═════ Dataset extract ═════
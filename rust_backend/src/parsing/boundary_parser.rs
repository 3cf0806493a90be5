//! Fixed-width parser for the Davenhall & Leggett constellation boundary
//! catalog (`bound_20.dat`, J2000).
//!
//! Byte layout of a 29-byte record (1-based, inclusive):
//!
//! | Bytes | Format | Field |
//! |-------|--------|-------|
//! | 1-11  | F10.7  | right ascension, decimal hours |
//! | 12-22 | F11.7  | declination, decimal degrees |
//! | 24-27 | A4     | constellation abbreviation |
//! | 29    | A1     | point type, `O` or `I` |
//!
//! Bytes 11, 23 and 28 separate the fields and must be blank.

use crate::core::domain::{BoundaryPoint, PointType};
use crate::core::{EtlError, EtlResult};

pub const RECORD_SIZE: usize = 29;

const RA_COLUMNS: (usize, usize) = (0, 11);
const DEC_COLUMNS: (usize, usize) = (11, 22);
const CODE_COLUMNS: (usize, usize) = (23, 27);
const TYPE_COLUMN: usize = 28;
const SEPARATOR_COLUMNS: [usize; 3] = [10, 22, 27];

/// Parse a whole boundary file. Blank lines are skipped; any other line that
/// does not match the layout fails the parse with its 1-based line number.
pub fn parse_boundary_records(content: &str, source_name: &str) -> EtlResult<Vec<BoundaryPoint>> {
    let mut points = Vec::new();

    for (index, line) in content.lines().enumerate() {
        if line.trim().is_empty() {
            continue;
        }
        let point = parse_boundary_line(line)
            .map_err(|reason| EtlError::malformed_record(source_name, index + 1, reason))?;
        points.push(point);
    }

    Ok(points)
}

/// Parse a single fixed-width record.
pub fn parse_boundary_line(line: &str) -> Result<BoundaryPoint, String> {
    let line = line.trim_end_matches('\r');
    let bytes = line.as_bytes();
    if bytes.len() < RECORD_SIZE {
        return Err(format!(
            "record is {} bytes, expected at least {}",
            bytes.len(),
            RECORD_SIZE
        ));
    }

    if let Some(&column) = SEPARATOR_COLUMNS.iter().find(|&&c| bytes[c] != b' ') {
        return Err(format!(
            "byte {} is {:?}, expected a blank field separator",
            column + 1,
            bytes[column] as char
        ));
    }

    let ra_hours = parse_float(col(bytes, RA_COLUMNS)?, "right ascension")?;
    let dec_degrees = parse_float(col(bytes, DEC_COLUMNS)?, "declination")?;

    let constellation = col(bytes, CODE_COLUMNS)?.trim();
    if constellation.len() < 3
        || constellation.len() > 4
        || !constellation.chars().all(|c| c.is_ascii_alphanumeric())
    {
        return Err(format!("invalid constellation code {:?}", constellation));
    }

    let flag = bytes[TYPE_COLUMN] as char;
    let point_type = PointType::from_flag(flag)
        .ok_or_else(|| format!("invalid point type {:?}, expected 'O' or 'I'", flag))?;

    Ok(BoundaryPoint {
        ra_hours,
        dec_degrees,
        constellation: constellation.to_string(),
        point_type,
    })
}

fn col(bytes: &[u8], (start, end): (usize, usize)) -> Result<&str, String> {
    std::str::from_utf8(&bytes[start..end])
        .map_err(|_| format!("bytes {}-{} are not valid text", start + 1, end))
}

fn parse_float(field: &str, label: &str) -> Result<f64, String> {
    let trimmed = field.trim();
    trimmed
        .parse::<f64>()
        .ok()
        .filter(|v| v.is_finite())
        .ok_or_else(|| format!("{} {:?} is not a number", label, trimmed))
}
//! Fixed lookup tables shared by the pipelines.
//!
//! All tables are built once on first use and never modified afterwards.

use once_cell::sync::Lazy;
use std::collections::HashMap;

/// Proper name of the row the HYG catalog uses for the Sun.
pub const SUN_PROPER_NAME: &str = "Sol";

/// HYG encodes missing or dubious parallax as this distance, in parsecs.
pub const MISSING_DISTANCE_SENTINEL: f64 = 100_000.0;

/// Faintest apparent magnitude visible to the unaided eye.
pub const NAKED_EYE_MAGNITUDE: f64 = 6.5;

/// Display color for stars without a usable spectral class.
pub const UNKNOWN_COLOR: &str = "#000000";

/// Outline color substituted for [`UNKNOWN_COLOR`] so unclassified stars
/// remain visible on a dark chart.
pub const OUTLINE_FALLBACK_COLOR: &str = "#f3e8d3";

/// Color shared by the carbon and Wolf-Rayet classes (C, R, W, N, S).
pub const CARBON_COLOR: &str = "#979330";

/// Bayer abbreviation to lowercase Greek letter.
pub static GREEK_LETTERS: Lazy<HashMap<&'static str, char>> = Lazy::new(|| {
    HashMap::from([
        ("Alp", 'α'),
        ("Bet", 'β'),
        ("Chi", 'χ'),
        ("Del", 'δ'),
        ("Eps", 'ε'),
        ("Eta", 'η'),
        ("Gam", 'γ'),
        ("Iot", 'ι'),
        ("Kap", 'κ'),
        ("Lam", 'λ'),
        ("Mu", 'μ'),
        ("Nu", 'ν'),
        ("Ome", 'ω'),
        ("Omi", 'ο'),
        ("Phi", 'φ'),
        ("Pi", 'π'),
        ("Psi", 'ψ'),
        ("Rho", 'ρ'),
        ("Sig", 'σ'),
        ("Tau", 'τ'),
        ("The", 'θ'),
        ("Ups", 'υ'),
        ("Xi", 'ξ'),
        ("Zet", 'ζ'),
    ])
});

/// Morgan-Keenan class letter to chart color, hot (O) through cool (M).
pub static SPECTRAL_COLORS: Lazy<HashMap<char, &'static str>> = Lazy::new(|| {
    HashMap::from([
        ('O', "#5A90C3"),
        ('B', "#93C2F1"),
        ('A', "#f3e8d3"),
        ('F', "#d4bf94"),
        ('G', "#FFD423"),
        ('K', "#F99220"),
        ('M', "#FF2620"),
        ('C', CARBON_COLOR),
        ('R', CARBON_COLOR),
        ('W', CARBON_COLOR),
        ('N', CARBON_COLOR),
        ('S', CARBON_COLOR),
    ])
});

/// Deep-sky object type to chart glyph.
pub static OBJECT_SYMBOLS: Lazy<HashMap<&'static str, char>> = Lazy::new(|| {
    HashMap::from([
        ("open cluster", '\u{16B8}'),
        ("globular cluster", '\u{2724}'),
        ("emission nebula", '\u{16E5}'),
        ("star cloud", '\u{2388}'),
        ("spiral galaxy", '\u{214F}'),
        ("planetary nebula", '\u{16BB}'),
        ("emission nebula, open cluster", '\u{25C8}'),
    ])
});

/// Local names of the twelve zodiac (rāśi) asterisms.
pub const ZODIAC_NAMES: [&str; 12] = [
    "Meṣa Rāśi",
    "Vṛṣa Rāśi",
    "Mithuna Rāśi",
    "Karkaṭa Rāśi",
    "Simha Rāśi",
    "Kanyā Rāśi",
    "Tulā Rāśi",
    "Vṛścikā Rāśi",
    "Dhanur Rāśi",
    "Makara Rāśi",
    "Kumbha Rāśi",
    "Mīna Rāśi",
];

pub fn is_zodiac_name(local_name: &str) -> bool {
    ZODIAC_NAMES.contains(&local_name)
}
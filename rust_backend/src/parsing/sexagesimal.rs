//! Sexagesimal position strings from the curated deep-sky list.
//!
//! Right ascension is written `"<h>h <m>m"` (e.g. `"5h 35.4m"`), declination
//! `"<sign><d>d <m>'"` (e.g. `"-5d 27'"`). The declination sign is kept apart
//! from the degree magnitude so that `"-0d 30'"` stays negative.

#[derive(Debug, Clone, Copy, PartialEq, Eq)]
pub enum Sign {
    Positive,
    Negative,
}

impl Sign {
    pub fn factor(&self) -> f64 {
        match self {
            Sign::Positive => 1.0,
            Sign::Negative => -1.0,
        }
    }
}

#[derive(Debug, Clone, Copy, PartialEq)]
pub struct RightAscension {
    pub hours: u32,
    pub minutes: f64,
}

impl RightAscension {
    /// # Examples
    ///
    /// ```
    /// use skychart_etl::parsing::sexagesimal::RightAscension;
    ///
    /// let ra = RightAscension::parse("5h 35.4m").unwrap();
    /// assert_eq!(ra.hours, 5);
    /// assert!((ra.decimal_hours() - 5.59).abs() < 1e-12);
    /// ```
    pub fn parse(raw: &str) -> Result<Self, String> {
        let (hours, minutes) = raw
            .trim()
            .split_once('h')
            .ok_or_else(|| "missing 'h' separator".to_string())?;

        let hours = hours
            .trim()
            .parse::<u32>()
            .map_err(|_| format!("hours {:?} is not an integer", hours.trim()))?;
        if hours >= 24 {
            return Err(format!("hours {} out of range 0-23", hours));
        }

        let minutes = parse_minutes(minutes, 'm')?;

        Ok(Self { hours, minutes })
    }

    pub fn decimal_hours(&self) -> f64 {
        f64::from(self.hours) + self.minutes / 60.0
    }
}

#[derive(Debug, Clone, Copy, PartialEq)]
pub struct Declination {
    pub sign: Sign,
    pub degrees: u32,
    pub minutes: f64,
}

impl Declination {
    /// # Examples
    ///
    /// ```
    /// use skychart_etl::parsing::sexagesimal::{Declination, Sign};
    ///
    /// let dec = Declination::parse("-0d 30'").unwrap();
    /// assert_eq!(dec.sign, Sign::Negative);
    /// assert_eq!(dec.decimal_degrees(), -0.5);
    /// ```
    pub fn parse(raw: &str) -> Result<Self, String> {
        let raw = raw.trim();
        let (sign, unsigned) = if let Some(rest) = raw.strip_prefix('-') {
            (Sign::Negative, rest)
        } else if let Some(rest) = raw.strip_prefix('+') {
            (Sign::Positive, rest)
        } else {
            (Sign::Positive, raw)
        };

        let (degrees, minutes) = unsigned
            .split_once('d')
            .ok_or_else(|| "missing 'd' separator".to_string())?;

        let degrees = degrees
            .trim()
            .parse::<u32>()
            .map_err(|_| format!("degrees {:?} is not an unsigned integer", degrees.trim()))?;
        if degrees > 90 {
            return Err(format!("degrees {} out of range 0-90", degrees));
        }

        let minutes = parse_minutes(minutes, '\'')?;

        Ok(Self {
            sign,
            degrees,
            minutes,
        })
    }

    /// Signed decimal degrees. A zero magnitude is always `+0.0`.
    pub fn decimal_degrees(&self) -> f64 {
        let magnitude = f64::from(self.degrees) + self.minutes / 60.0;
        if magnitude == 0.0 {
            0.0
        } else {
            self.sign.factor() * magnitude
        }
    }
}

fn parse_minutes(field: &str, unit: char) -> Result<f64, String> {
    let field = field.trim();
    let number = field
        .strip_suffix(unit)
        .ok_or_else(|| format!("minutes {:?} missing '{}' suffix", field, unit))?
        .trim();
    let minutes = number
        .parse::<f64>()
        .map_err(|_| format!("minutes {:?} is not a number", number))?;
    if !(0.0..60.0).contains(&minutes) {
        return Err(format!("minutes {} out of range 0-60", minutes));
    }
    Ok(minutes)
}

#[cfg(test)]
mod tests {
    use super::*;

    #[test]
    fn test_negative_zero_degrees_keeps_sign() {
        assert_eq!(Declination::parse("-0d 30'").unwrap().decimal_degrees(), -0.5);
        assert_eq!(Declination::parse("+0d 30'").unwrap().decimal_degrees(), 0.5);
    }

    #[test]
    fn test_sign_applies_to_whole_magnitude() {
        let dec = Declination::parse("-5d 27'").unwrap();
        assert!((dec.decimal_degrees() - (-5.45)).abs() < 1e-12);
    }

    #[test]
    fn test_unsigned_declination_is_positive() {
        let dec = Declination::parse("41d 16'").unwrap();
        assert_eq!(dec.sign, Sign::Positive);
        assert!((dec.decimal_degrees() - (41.0 + 16.0 / 60.0)).abs() < 1e-12);
    }

    #[test]
    fn test_zero_declination_is_positive_zero() {
        let value = Declination::parse("-0d 0'").unwrap().decimal_degrees();
        assert_eq!(value, 0.0);
        assert!(value.is_sign_positive());
    }

    #[test]
    fn test_right_ascension() {
        let ra = RightAscension::parse("0h 42.7m").unwrap();
        assert!((ra.decimal_hours() - (42.7 / 60.0)).abs() < 1e-12);
    }

    #[test]
    fn test_malformed_strings() {
        assert!(RightAscension::parse("5 35.4m").is_err());
        assert!(RightAscension::parse("5h 35.4").is_err());
        assert!(RightAscension::parse("25h 0m").is_err());
        assert!(RightAscension::parse("xh 1m").is_err());
        assert!(Declination::parse("-5 27'").is_err());
        assert!(Declination::parse("-5d 27").is_err());
        assert!(Declination::parse("--5d 27'").is_err());
        assert!(Declination::parse("-5d 75'").is_err());
    }
}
═════
*Exercise description*
Report how many lines in the data include the word "core". Nothing else is needed.

*Task output*
2